Elliot Meyerowitz
While growing up in a Maryland suburb of Washington, D.C., Elliot Meyerowitz developed a deep interest in science. “I don’t really know why,” he says, “as neither of my parents were scientists.” While in high school, Meyerowitz spent two summers working in a science laboratory at the National Naval Medical Center in Bethesda, Maryland. “It wasn’t an especially scientific job. Mostly I cleaned rat cages,” he recalls with a laugh. “But it was interesting — and it was a job, which I needed.”
Meyerowitz had prepared to go to the local University of Maryland after high school, but his 11th grade chemistry teacher recommended he apply to Columbia University in New York. He entered the university in 1969 on a scholarship, and was quickly drawn to the biology department, which had just begun to embrace the emerging field of molecular biology. While an undergraduate, Meyerowitz worked in the molecular biology lab of Cyrus Levinthal, where he used a combination of microscopic and computational methods to trace axon branching networks in the brains of fish embryos. “I can see that what I did then is what I’m still doing now,” Meyerowitz says. “In that sense, my approach hasn’t changed much.”
Hooked on developmental biology, Meyerowitz entered Yale University’s biology PhD program in 1973. Working on fruit flies (Drosophila melanogaster) in the developmental genetics lab of Douglas Kankel, Meyerowitz showed how axons growing in from the developing eye were essential to the subsequent organization of the optic lobes. “That topic is still very much under study today,” he says. After completing his PhD in 1977, Meyerowitz crossed the country to do his postdoc at David Hogness’s molecular biology lab at Stanford University. “That was around the time that the molecular cloning of eukaryotic genes was just getting underway,” he recalls. “It was clear that there was a frontier there.” While at Stanford, Meyerowitz studied the gene organization of the salivary gland of Drosophila and also contributed to some of the first Drosophila genomic libraries.
In 1980, Meyerowitz joined the faculty of the California Institute of Technology (Caltech) in Pasadena, where he gradually switched his research focus from fruit flies to plants. “It was a slow process, but I already had an interest in plants,” he says. “There were some interesting phenomena in the genetics of plants that weren’t easily explained by the genetics at that time.” Plant molecular biology had a major problem, however: It lacked a unified research model. Meyerowitz set out to change that situation with Arabidopsis thaliana, a small, easily cultivated mustard plant. In a series of groundbreaking experiments published in the mid-1980s Meyerowitz demonstrated that the genome of A. thaliana is smaller than nearly all other plant species and that it contains very little repetitive DNA — two characteristics that made it an extremely useful research model. Meyerowitz then created a molecular linkage map for Arabidopsis — the first one devised for a plant — and made it available to anyone who wanted to use it. Broad recognition for Arabidopsis came, however, a few years later, when Elliot’s lab developed the ABC model of flower organ development. Based on observations of Arabidopsis mutants with altered flower development, this model describes how the expression of three classes of genes (A, B, and C) cause flowers to form, not only in the tiny mustard plant, but in all flowering plants. The finding has had major implications for human health and nutrition, for controlling the timing and form of flowers makes it possible to increase the yield of seeds — and food crops.

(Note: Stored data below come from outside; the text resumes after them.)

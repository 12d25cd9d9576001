//! Vulkan resource management
//!
//! Every resource pairs one owned handle with one owned memory allocation,
//! created through the create, allocate, bind sequence.

/// Create/allocate/bind phase tracking
pub mod binding;

/// Buffer resources and their vertex, index, uniform and storage roles
pub mod buffer;

/// Command pools and recording
pub mod commands;

/// Descriptor set layouts, pools and sets
pub mod descriptor;

/// Pixel sizes and cached format properties
pub mod format;

/// Images and image views
pub mod image;

/// Device memory allocation and host mapping
pub mod memory;

/// Texture samplers
pub mod sampler;

/// SPIR-V shader modules
pub mod shader;

pub use binding::{BindPhase, MemoryBinding};
pub use buffer::{
    align_up, BufferResource, BufferRole, DeviceLocalBuffer, IndexBuffer, StorageBuffer, TypedBuffer, UniformBuffer,
    VertexBuffer, MAX_INLINE_UPDATE,
};
pub use commands::{CommandBuffer, CommandPool};
pub use descriptor::{DescriptorPool, DescriptorSet, DescriptorSetLayout, DescriptorSetLayoutBuilder};
pub use format::FormatTable;
pub use image::{ImageResource, ImageView};
pub use memory::{select_memory_type, MemoryAllocation};
pub use sampler::{Sampler, SamplerSettings};
pub use shader::ShaderModule;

Other groundbreaking research followed. Meyerowitz helped to isolate the receptor for ethylene, a critical hormone that regulates many aspects of growth and development in plants, including the ripening of fruit. His lab then showed that this receptor was encoded by a family of proteins that had been previously known to control cellular responses in bacteria, but not in higher organisms. Other major contributions to plant molecular genetics from Meyerowitz’s lab include the development of a model for how a plant’s shoot apical meristem (its above-ground growing tip) guides the lateral positioning of flowers. In addition, Meyerowitz has also been a tireless leader in the computational modeling of plant patterning and growth. When the pathways of regulatory plant genes are written down on a paper, “you end up with a diagram that looks like a plate of spaghetti,” he explains. “If you get past three genes, it’s incomprehensible. Putting these diagrams into computers and making a mathematical model rather than a spaghetti one makes them much more useful.” This new field, which Meyerowitz calls computational morphodynamics, is revolutionizing plant developmental biology.
Meyerowitz continues to pursue his research at Caltech, where he is the George W. Beadle Professor of Biology and an investigator of the Howard Hughes Medical Institute. He has received numerous honors and awards for his work, including memberships in the National Academy of Sciences and the American Academy of Arts and Sciences. He is also a foreign member of the Royal Society and a foreign affiliate of the French Academy of Sciences. Meyerowitz lives in San Marino, California with his wife, Joan Kobori. They have two grown sons, Joseph and Matthew.